La política no es una suma de ingeniosidades y donaires. No puede serlo en materias tan graves como las políticas económica o territorial, herida viva por la cual sangran aún muchas de las dinámicas institucionales de España. Y el problema es que, vista con la distancia y desde la atalaya de la crisis, la actuación gubernamental parece quedar reducida –aunque no lo sea– a una panoplia más o menos amplia de ocurrencias. La imprevisión y la falta de autoridad para frenar iniciativas descabelladas, manifiestan que el reformismo de Zapatero no respondía a una convicción ideológica profunda sino a una red –conectada periféricamente pero sin coherencia interna– de políticas de diseño: fue brillante la presentación, pero ahora cabe preguntarse si había algo detrás de los telones.

El “proyecto” de Zapatero tiene cada vez más críticos: ahora son palpables sus deficiencias.
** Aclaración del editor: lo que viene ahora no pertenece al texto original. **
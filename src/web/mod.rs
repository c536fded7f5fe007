//! Embedded web dashboard.
//!
//! Provides a lightweight HTTP server (sync, via `tiny_http`) that serves:
//! - The single-page dashboard (token form, service strip, rate cards, chart)
//! - JSON endpoints over the shared [`Session`]
//!
//! The session does all polling of the remote service; the page only mirrors
//! the session's view and forwards user actions.
//!
//! Launched via `mapledash serve` (default: `http://127.0.0.1:9747`).

mod api;
mod frontend;

use std::io::{Cursor, Read};
use std::sync::Arc;

use anyhow::{Context, Result};
use tiny_http::{Header, Method, Response, Server, StatusCode};

use crate::api::UsageApi;
use crate::logging;
use crate::session::Session;

pub(crate) type HttpResponse = Response<Cursor<Vec<u8>>>;

// ---------------------------------------------------------------------------
// Server entry point
// ---------------------------------------------------------------------------

/// Start the web dashboard server on the given address.
///
/// Blocks the current thread and handles requests sequentially. Errors are
/// answered per request without stopping the server.
pub fn serve<A: UsageApi + 'static>(session: Arc<Session<A>>, addr: &str, open: bool) -> Result<()> {
    let server = Server::http(addr)
        .map_err(|e| anyhow::anyhow!("failed to start HTTP server on {addr}: {e}"))?;

    println!("mapledash dashboard running at http://{addr}");
    println!("Press Ctrl+C to stop.\n");
    logging::info(&format!("web dashboard listening on {addr}"));

    if open {
        let url = format!("http://{addr}");
        if let Err(e) = open_browser(&url) {
            logging::warn(&format!("could not open browser: {e}"));
        }
    }

    for mut request in server.incoming_requests() {
        let method = request.method().clone();
        let url = request.url().to_string();

        let body = if matches!(method, Method::Put | Method::Post | Method::Patch) {
            let mut buf = String::new();
            let _ = request.as_reader().read_to_string(&mut buf);
            Some(buf)
        } else {
            None
        };

        let resp = dispatch(&session, &method, &url, body.as_deref()).unwrap_or_else(|e| {
            logging::error(&format!("{method} {url} failed: {e:#}"));
            api::error_response(500, &e.to_string())
        });

        let status = resp.status_code().0;
        let _ = request.respond(resp);
        logging::debug(&format!("{method} {url} {status}"));
    }

    session.shutdown();
    Ok(())
}

// ---------------------------------------------------------------------------
// Router
// ---------------------------------------------------------------------------

/// Dispatch an incoming request to the appropriate handler.
pub(crate) fn dispatch<A: UsageApi + 'static>(
    session: &Arc<Session<A>>,
    method: &Method,
    url: &str,
    body: Option<&str>,
) -> Result<HttpResponse> {
    // Strip query string for path matching
    let path = url.split('?').next().unwrap_or(url);

    match (method, path) {
        // Frontend
        (&Method::Get, "/") | (&Method::Get, "/index.html") => Ok(serve_frontend()),

        // Dashboard state
        (&Method::Get, "/api/dashboard") => api::get_dashboard(session),
        (&Method::Get, "/api/status") => api::get_status(session),

        // User actions
        (&Method::Post, "/api/token") => api::post_token(session, body.unwrap_or("{}")),
        (&Method::Delete, "/api/token") => api::delete_token(session),
        (&Method::Post, "/api/refresh") => api::post_refresh(session),

        // 404
        _ => Ok(not_found()),
    }
}

// ---------------------------------------------------------------------------
// Response helpers
// ---------------------------------------------------------------------------

/// Serve the embedded single-page frontend.
fn serve_frontend() -> HttpResponse {
    Response::from_data(frontend::INDEX_HTML.as_bytes().to_vec())
        .with_header(content_type_html())
        .with_status_code(StatusCode(200))
}

/// 404 response.
fn not_found() -> HttpResponse {
    api::error_response(404, "not found")
}

/// JSON content type header.
pub(crate) fn content_type_json() -> Header {
    Header::from_bytes("Content-Type", "application/json; charset=utf-8")
        .expect("static header is valid")
}

/// HTML content type header.
fn content_type_html() -> Header {
    Header::from_bytes("Content-Type", "text/html; charset=utf-8").expect("static header is valid")
}

/// Attempt to open a URL in the system default browser.
fn open_browser(url: &str) -> Result<()> {
    #[cfg(target_os = "windows")]
    {
        std::process::Command::new("cmd")
            .args(["/C", "start", url])
            .spawn()
            .context("failed to open browser")?;
    }

    #[cfg(target_os = "macos")]
    {
        std::process::Command::new("open")
            .arg(url)
            .spawn()
            .context("failed to open browser")?;
    }

    #[cfg(target_os = "linux")]
    {
        std::process::Command::new("xdg-open")
            .arg(url)
            .spawn()
            .context("failed to open browser")?;
    }

    Ok(())
}

// ---------------------------------------------------------------------------
// Tests
// ---------------------------------------------------------------------------
//! RPM / RPD rate-limit cards.
//!
//! Two independent threshold sets apply to a finite limit: the badge is
//! flagged `limited` above 80 %, while the progress fill has its own three
//! bands (above 90 %, above 70 %, the rest).

use serde::Serialize;

use super::one_decimal;
use crate::api::RateLimit;

/// Badge threshold, in percent.
pub const LIMITED_BADGE_ABOVE: f64 = 80.0;
/// Fill turns critical above this percentage.
pub const CRITICAL_FILL_ABOVE: f64 = 90.0;
/// Fill turns to warning above this percentage.
pub const WARNING_FILL_ABOVE: f64 = 70.0;

/// Which limit a card describes.
#[derive(Debug, Clone, Copy, PartialEq, Eq, Serialize)]
#[serde(rename_all = "lowercase")]
pub enum RateKind {
    Rpm,
    Rpd,
}

impl RateKind {
    /// Default badge label.
    pub fn label(self) -> &'static str {
        match self {
            Self::Rpm => "RPM",
            Self::Rpd => "RPD",
        }
    }
}

/// Color band of the progress fill.
#[derive(Debug, Clone, Copy, PartialEq, Eq, Serialize)]
#[serde(rename_all = "lowercase")]
pub enum FillSeverity {
    Normal,
    Warning,
    Critical,
}

impl FillSeverity {
    pub fn for_percentage(percentage: f64) -> Self {
        if percentage > CRITICAL_FILL_ABOVE {
            Self::Critical
        } else if percentage > WARNING_FILL_ABOVE {
            Self::Warning
        } else {
            Self::Normal
        }
    }
}

/// Progress bar of a finite limit.
#[derive(Debug, Clone, PartialEq, Serialize)]
pub struct Progress {
    pub used: u64,
    pub limit: u64,
    /// True consumption, may exceed 100.
    pub percentage: f64,
    /// Visual fill width, clamped to 100.
    pub fill_width: f64,
    pub severity: FillSeverity,
}

/// A rendered rate-limit card.
#[derive(Debug, Clone, PartialEq, Serialize)]
pub struct RateCard {
    pub kind: RateKind,
    /// Card styled as "infinite" (no cap).
    pub infinite: bool,
    pub badge_text: String,
    pub badge_limited: bool,
    pub value_text: String,
    /// `None` when the progress bar is hidden.
    pub progress: Option<Progress>,
}

impl RateCard {
    /// `"85.0% used"`, or `None` without a progress bar.
    pub fn usage_text(&self) -> Option<String> {
        self.progress
            .as_ref()
            .map(|p| format!("{}% used", one_decimal(p.percentage)))
    }
}

/// Build the card for one limit.
pub fn render_rate_card(kind: RateKind, limit: RateLimit, used: u64, label: &str) -> RateCard {
    let RateLimit::Limited(limit) = limit else {
        return RateCard {
            kind,
            infinite: true,
            badge_text: "♾️ Unlimited".to_string(),
            badge_limited: false,
            value_text: "∞".to_string(),
            progress: None,
        };
    };

    let percentage = usage_percentage(used, limit);
    RateCard {
        kind,
        infinite: false,
        badge_text: label.to_string(),
        badge_limited: percentage > LIMITED_BADGE_ABOVE,
        value_text: format!("{used} / {limit}"),
        progress: Some(Progress {
            used,
            limit,
            percentage,
            fill_width: percentage.min(100.0),
            severity: FillSeverity::for_percentage(percentage),
        }),
    }
}

/// `used / limit * 100`. A zero limit counts as exhausted once anything was used.
pub fn usage_percentage(used: u64, limit: u64) -> f64 {
    if limit == 0 {
        return if used > 0 { 100.0 } else { 0.0 };
    }
    used as f64 / limit as f64 * 100.0
}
En el haber de Rodríguez Zapatero quedarán para la historia las reformas de derechos civiles... que son perfectamente asumibles por un proyecto liberal de amplio espectro: no hace falta ser socialdemócrata para apoyarlas. En ese liberalismo ancho se basó el reformismo del nuevo PSOE: ¿pero qué queda cuando se agota el reformismo liberal? El hueco ideológico dejado en el PSOE por la marginación del ideario socialdemócrata –y de las personas que lo representan– no ha sido rellenado con un nuevo paradigma. Así se explica que se hayan presentado como políticas de izquierdas –“cheque bebé”, por ejemplo– algunas que claramente no redistribuyen riqueza. O que el afán insolidario que sostiene la filosofía nacionalista del Estatuto catalán se haya presentado como ejemplo de progresismo.

La carencia de un proyecto coherente y sustentado en sólidas bases ideológicas ha degenerado en una situación difícil, cuyas consecuencias comienzan a calar en la sociedad por la imposibilidad del Gobierno de ejecutar nuevas políticas cosméticas. Los problemas creados por el Gobierno y las incoherencias de su “proyecto” han podido ser “ocultados”, también, gracias al control mediático que el PSOE ha ejercido sobre el discurso político. Y así, un guión ideológico desligado de la socialdemocracia se ha vendido como ejemplo de la nueva izquierda europea sin que se hayan alzado más que un puñado de voces en contra de este discurso único. Pero la crisis ha liberado las críticas, también las internas. Baste el ejemplo de Joaquín Leguina, que ha criticado la perversión que supone que para ser de izquierdas se tenga que bendecir el ideario de ERC y no se pueda criticar el Estatuto catalán. O que sólo se pueda ser de izquierdas comulgando con los “inventos” de Moncloa.

Rodríguez Zapatero está perdido en un laberinto. En su propio laberinto. Ha llegado a él por transitar caminos accidentados sin tener un plan, un proyecto, un ideario. Resistir en el poder no es un proyecto. Gobernar a golpe de promesas hechas para salir del paso tampoco lo es. Difícilmente podrá Zapatero encontrar una salida si no es trajinando nuevos juegos malabares que aplacen la solución, que consigan otro “luego”. Pero puede que el Gobierno no tenga más alternativa que transitar de laberinto en laberinto esperando que Dios perdone su laicismo y provea. Lo peor es que el presupuesto, verdadero salvador de Zapatero, está asfixiado y me parece que Dios no tiene remedio para eso.